* _EXERCISE_
Starting at the top of the records, output every line through the one that contains "pub struct InMemoryIndex", keeping each exactly as it appears.
**** SOURCE DATA
//! In-memory term-frequency retrieval index

use std::collections::HashMap;

use async_trait::async_trait;
use tracing::debug;

use selfrag_core::{Passage, Result, Retriever};

/// Immutable cosine-similarity index over term frequencies.
///
/// Built once ahead of any run; the read path takes `&self` only, so
/// concurrent runs can share one index.
pub struct InMemoryIndex {
    entries: Vec<Entry>,
}

struct Entry {
    passage: Passage,
    tf: HashMap<String, f32>,
    norm: f32,
}

impl InMemoryIndex {
    pub fn build(passages: Vec<Passage>) -> Self {
        let entries = passages
            .into_iter()
            .map(|passage| {
                let tf = term_frequencies(&passage.content);
                let norm = vector_norm(&tf);
                Entry { passage, tf, norm }
            })
            .collect();
        Self { entries }
    }

    pub fn len(&self) -> usize {
        self.entries.len()
    }

    pub fn is_empty(&self) -> bool {
        self.entries.is_empty()
    }

    fn score(entry: &Entry, query_tf: &HashMap<String, f32>, query_norm: f32) -> f32 {
        if entry.norm == 0.0 || query_norm == 0.0 {
            return 0.0;
        }
        let dot: f32 = query_tf
            .iter()
            .filter_map(|(term, weight)| entry.tf.get(term).map(|w| w * weight))
            .sum();
        dot / (entry.norm * query_norm)
    }
}

#[async_trait]
impl Retriever for InMemoryIndex {
    async fn retrieve(&self, query: &str, k: usize) -> Result<Vec<Passage>> {
        let query_tf = term_frequencies(query);
        let query_norm = vector_norm(&query_tf);

        let mut scored: Vec<(f32, &Entry)> = self
            .entries
            .iter()
            .map(|entry| (Self::score(entry, &query_tf, query_norm), entry))
            .filter(|(score, _)| *score > 0.0)
            .collect();

        // stable sort keeps insertion order among equal scores
        scored.sort_by(|a, b| b.0.partial_cmp(&a.0).unwrap_or(std::cmp::Ordering::Equal));
        scored.truncate(k);

        debug!(query, hits = scored.len(), "retrieved passages");

        Ok(scored
            .into_iter()
            .map(|(_, entry)| entry.passage.clone())
            .collect())
    }
}

fn tokenize(text: &str) -> impl Iterator<Item = String> + '_ {
    text.split(|c: char| !c.is_alphanumeric())
        .filter(|t| !t.is_empty())
        .map(|t| t.to_lowercase())
}

fn term_frequencies(text: &str) -> HashMap<String, f32> {
    let mut tf = HashMap::new();
    for token in tokenize(text) {
        *tf.entry(token).or_insert(0.0) += 1.0;
    }
    tf
}

fn vector_norm(tf: &HashMap<String, f32>) -> f32 {
    tf.values().map(|w| w * w).sum::<f32>().sqrt()
}

#[cfg(test)]
mod tests {
    use super::*;

    fn index(contents: &[&str]) -> InMemoryIndex {
        InMemoryIndex::build(contents.iter().map(|c| Passage::new(*c)).collect())
    }

    #[tokio::test]
    async fn test_ranks_by_similarity() {
        let index = index(&[
            "cats are small domestic animals",
            "rust is a systems programming language",
            "rust programs compile to native code",
        ]);

        let results = index.retrieve("rust programming", 3).await.unwrap();
        assert_eq!(results.len(), 2);
        assert!(results[0].content.contains("systems programming"));
    }

    #[tokio::test]
    async fn test_zero_score_passages_are_dropped() {
        let index = index(&["apples and oranges", "trains and boats"]);
        let results = index.retrieve("quantum physics", 5).await.unwrap();
        assert!(results.is_empty());
    }

    #[tokio::test]
    async fn test_k_truncates() {
        let index = index(&["dog park", "dog food", "dog bed", "dog toy"]);
        let results = index.retrieve("dog", 2).await.unwrap();
        assert_eq!(results.len(), 2);
    }

    #[tokio::test]
    async fn test_ties_keep_insertion_order() {
        let index = index(&["blue whale", "blue jay", "red fox"]);
        let results = index.retrieve("blue", 5).await.unwrap();
        assert_eq!(results.len(), 2);
        assert_eq!(results[0].content, "blue whale");
        assert_eq!(results[1].content, "blue jay");
    }

    #[tokio::test]
    async fn test_empty_query_returns_nothing() {
        let index = index(&["some content"]);
        let results = index.retrieve("", 3).await.unwrap();
        assert!(results.is_empty());
    }

    #[test]
    fn test_build_len() {
        let index = index(&["a", "b", "c"]);
        assert_eq!(index.len(), 3);
        assert!(!index.is_empty());
    }
}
********
* _SOLUTION_
//! In-memory term-frequency retrieval index

use std::collections::HashMap;

use async_trait::async_trait;
use tracing::debug;

use selfrag_core::{Passage, Result, Retriever};

/// Immutable cosine-similarity index over term frequencies.
///
/// Built once ahead of any run; the read path takes `&self` only, so
/// concurrent runs can share one index.
pub struct InMemoryIndex {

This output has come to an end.